▶ [Task instructions]: Copy out every line in the entries below that includes "Bytes".

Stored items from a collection
━━━━━━

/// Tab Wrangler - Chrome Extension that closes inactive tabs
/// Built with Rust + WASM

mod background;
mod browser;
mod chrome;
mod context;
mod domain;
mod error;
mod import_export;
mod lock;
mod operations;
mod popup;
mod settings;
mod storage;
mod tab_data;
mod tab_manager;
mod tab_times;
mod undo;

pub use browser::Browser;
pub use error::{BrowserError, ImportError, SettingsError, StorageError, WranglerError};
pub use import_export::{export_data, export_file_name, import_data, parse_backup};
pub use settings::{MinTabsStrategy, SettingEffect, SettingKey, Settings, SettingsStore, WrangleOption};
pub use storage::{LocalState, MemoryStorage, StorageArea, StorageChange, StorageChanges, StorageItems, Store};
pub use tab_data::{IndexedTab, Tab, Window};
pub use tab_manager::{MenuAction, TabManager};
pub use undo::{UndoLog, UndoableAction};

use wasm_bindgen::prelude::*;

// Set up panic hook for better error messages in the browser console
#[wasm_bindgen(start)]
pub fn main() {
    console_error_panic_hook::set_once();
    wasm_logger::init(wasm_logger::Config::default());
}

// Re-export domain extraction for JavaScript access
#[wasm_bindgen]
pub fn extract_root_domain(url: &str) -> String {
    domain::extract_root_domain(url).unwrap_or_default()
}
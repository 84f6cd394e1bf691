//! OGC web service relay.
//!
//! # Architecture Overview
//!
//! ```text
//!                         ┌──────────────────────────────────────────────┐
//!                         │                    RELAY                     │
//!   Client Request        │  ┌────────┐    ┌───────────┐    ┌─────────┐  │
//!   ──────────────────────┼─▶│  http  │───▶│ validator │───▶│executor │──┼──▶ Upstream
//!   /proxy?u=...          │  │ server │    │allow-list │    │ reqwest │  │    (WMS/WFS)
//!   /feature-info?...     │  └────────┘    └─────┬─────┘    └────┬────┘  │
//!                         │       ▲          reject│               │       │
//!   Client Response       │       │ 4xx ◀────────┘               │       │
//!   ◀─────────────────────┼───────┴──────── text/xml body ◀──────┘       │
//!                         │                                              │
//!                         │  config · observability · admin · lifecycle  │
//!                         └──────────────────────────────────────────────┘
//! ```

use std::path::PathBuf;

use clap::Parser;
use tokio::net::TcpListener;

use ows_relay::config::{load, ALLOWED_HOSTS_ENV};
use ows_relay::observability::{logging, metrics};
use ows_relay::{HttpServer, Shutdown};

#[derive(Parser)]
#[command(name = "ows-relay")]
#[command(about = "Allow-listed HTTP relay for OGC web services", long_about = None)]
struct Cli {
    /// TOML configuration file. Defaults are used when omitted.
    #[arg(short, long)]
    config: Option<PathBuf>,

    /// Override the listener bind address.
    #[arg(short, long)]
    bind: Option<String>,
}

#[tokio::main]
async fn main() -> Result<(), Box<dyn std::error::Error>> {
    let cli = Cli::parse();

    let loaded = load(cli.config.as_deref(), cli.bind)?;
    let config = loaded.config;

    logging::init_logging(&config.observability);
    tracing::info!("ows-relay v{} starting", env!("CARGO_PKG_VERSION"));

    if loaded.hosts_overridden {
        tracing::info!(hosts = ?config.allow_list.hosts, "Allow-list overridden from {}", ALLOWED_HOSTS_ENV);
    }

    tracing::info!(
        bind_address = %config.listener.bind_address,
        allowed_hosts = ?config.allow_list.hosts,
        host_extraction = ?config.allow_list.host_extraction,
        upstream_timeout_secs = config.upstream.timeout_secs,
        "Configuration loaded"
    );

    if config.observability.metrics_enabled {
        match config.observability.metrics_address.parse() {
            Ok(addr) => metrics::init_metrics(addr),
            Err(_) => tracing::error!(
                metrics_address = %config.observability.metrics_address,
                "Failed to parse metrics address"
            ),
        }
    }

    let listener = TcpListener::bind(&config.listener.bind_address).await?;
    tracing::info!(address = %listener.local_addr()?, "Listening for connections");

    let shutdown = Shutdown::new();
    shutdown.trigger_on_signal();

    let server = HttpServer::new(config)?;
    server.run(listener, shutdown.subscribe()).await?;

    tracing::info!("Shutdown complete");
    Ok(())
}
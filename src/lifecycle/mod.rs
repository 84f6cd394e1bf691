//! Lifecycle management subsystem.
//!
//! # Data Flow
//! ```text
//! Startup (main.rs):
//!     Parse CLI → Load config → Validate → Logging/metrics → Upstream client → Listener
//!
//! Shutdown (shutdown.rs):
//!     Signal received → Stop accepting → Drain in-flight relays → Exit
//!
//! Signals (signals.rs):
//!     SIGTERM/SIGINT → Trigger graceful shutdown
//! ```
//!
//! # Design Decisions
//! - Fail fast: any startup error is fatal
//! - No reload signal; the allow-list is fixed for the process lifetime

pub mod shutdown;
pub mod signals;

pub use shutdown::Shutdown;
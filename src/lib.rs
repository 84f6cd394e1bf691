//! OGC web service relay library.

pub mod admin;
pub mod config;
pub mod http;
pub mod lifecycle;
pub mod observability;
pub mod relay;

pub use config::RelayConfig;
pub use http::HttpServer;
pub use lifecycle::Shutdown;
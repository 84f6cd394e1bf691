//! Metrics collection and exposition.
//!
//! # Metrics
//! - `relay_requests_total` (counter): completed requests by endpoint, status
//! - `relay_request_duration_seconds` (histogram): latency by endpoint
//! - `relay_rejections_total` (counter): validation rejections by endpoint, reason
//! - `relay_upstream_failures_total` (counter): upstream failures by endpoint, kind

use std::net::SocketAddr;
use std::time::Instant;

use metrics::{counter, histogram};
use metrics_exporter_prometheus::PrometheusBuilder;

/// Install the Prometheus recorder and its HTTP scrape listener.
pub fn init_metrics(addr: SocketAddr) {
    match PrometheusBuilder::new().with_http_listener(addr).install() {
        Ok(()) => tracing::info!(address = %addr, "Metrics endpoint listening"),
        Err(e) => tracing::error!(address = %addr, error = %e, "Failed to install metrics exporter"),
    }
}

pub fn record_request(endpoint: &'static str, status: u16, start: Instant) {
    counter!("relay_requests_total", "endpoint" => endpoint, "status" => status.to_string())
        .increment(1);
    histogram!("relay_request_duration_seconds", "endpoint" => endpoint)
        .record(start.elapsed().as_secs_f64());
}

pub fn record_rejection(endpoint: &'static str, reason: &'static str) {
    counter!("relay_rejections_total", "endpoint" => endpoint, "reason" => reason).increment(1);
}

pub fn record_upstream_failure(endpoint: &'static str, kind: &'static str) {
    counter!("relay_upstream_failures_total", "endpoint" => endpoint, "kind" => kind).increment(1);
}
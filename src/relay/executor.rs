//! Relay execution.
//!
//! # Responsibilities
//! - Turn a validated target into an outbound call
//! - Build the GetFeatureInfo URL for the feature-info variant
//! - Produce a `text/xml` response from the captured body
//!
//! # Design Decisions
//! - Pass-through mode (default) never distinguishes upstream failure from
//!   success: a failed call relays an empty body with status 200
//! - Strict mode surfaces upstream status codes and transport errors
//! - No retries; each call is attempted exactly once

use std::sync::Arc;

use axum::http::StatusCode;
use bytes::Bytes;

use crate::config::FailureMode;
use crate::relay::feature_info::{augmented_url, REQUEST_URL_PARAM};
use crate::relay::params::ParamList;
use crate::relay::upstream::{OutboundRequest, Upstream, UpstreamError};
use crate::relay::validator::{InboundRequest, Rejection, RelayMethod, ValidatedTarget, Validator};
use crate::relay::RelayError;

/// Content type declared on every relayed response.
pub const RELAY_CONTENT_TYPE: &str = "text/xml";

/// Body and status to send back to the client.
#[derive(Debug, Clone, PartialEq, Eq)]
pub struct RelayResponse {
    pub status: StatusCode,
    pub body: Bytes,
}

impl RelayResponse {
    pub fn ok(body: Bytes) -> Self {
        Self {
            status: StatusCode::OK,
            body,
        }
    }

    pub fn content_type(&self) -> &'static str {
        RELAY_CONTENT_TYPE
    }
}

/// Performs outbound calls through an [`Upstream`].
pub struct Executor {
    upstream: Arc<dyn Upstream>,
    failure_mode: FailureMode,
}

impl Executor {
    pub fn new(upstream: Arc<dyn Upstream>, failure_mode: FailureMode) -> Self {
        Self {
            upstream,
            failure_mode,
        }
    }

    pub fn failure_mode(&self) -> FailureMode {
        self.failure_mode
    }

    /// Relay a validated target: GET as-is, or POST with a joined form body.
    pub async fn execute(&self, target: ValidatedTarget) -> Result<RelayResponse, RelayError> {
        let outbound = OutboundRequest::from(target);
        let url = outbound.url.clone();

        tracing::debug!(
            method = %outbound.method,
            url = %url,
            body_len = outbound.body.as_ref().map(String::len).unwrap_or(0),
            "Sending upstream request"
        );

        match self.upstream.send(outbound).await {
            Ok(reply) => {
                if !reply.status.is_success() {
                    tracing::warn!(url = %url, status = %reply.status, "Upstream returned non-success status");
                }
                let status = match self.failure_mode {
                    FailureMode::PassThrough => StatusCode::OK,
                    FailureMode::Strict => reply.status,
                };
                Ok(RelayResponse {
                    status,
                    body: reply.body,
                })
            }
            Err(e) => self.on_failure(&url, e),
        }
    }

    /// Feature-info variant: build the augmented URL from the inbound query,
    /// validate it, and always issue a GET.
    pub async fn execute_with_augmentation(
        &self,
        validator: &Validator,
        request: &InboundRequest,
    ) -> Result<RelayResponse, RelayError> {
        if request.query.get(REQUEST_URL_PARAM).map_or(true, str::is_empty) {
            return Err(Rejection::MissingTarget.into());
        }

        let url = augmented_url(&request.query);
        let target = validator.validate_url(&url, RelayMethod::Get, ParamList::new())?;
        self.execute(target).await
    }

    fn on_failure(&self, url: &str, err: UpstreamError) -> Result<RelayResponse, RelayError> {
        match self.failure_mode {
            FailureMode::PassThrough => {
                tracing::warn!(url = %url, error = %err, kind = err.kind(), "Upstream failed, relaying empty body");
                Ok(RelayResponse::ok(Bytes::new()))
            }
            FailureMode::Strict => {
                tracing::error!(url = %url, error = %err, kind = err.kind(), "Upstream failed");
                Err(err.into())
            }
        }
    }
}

━━━━━━

▶ [Exercise solution]:
use bytes::Bytes;
    pub body: Bytes,
    pub fn ok(body: Bytes) -> Self {
                Ok(RelayResponse::ok(Bytes::new()))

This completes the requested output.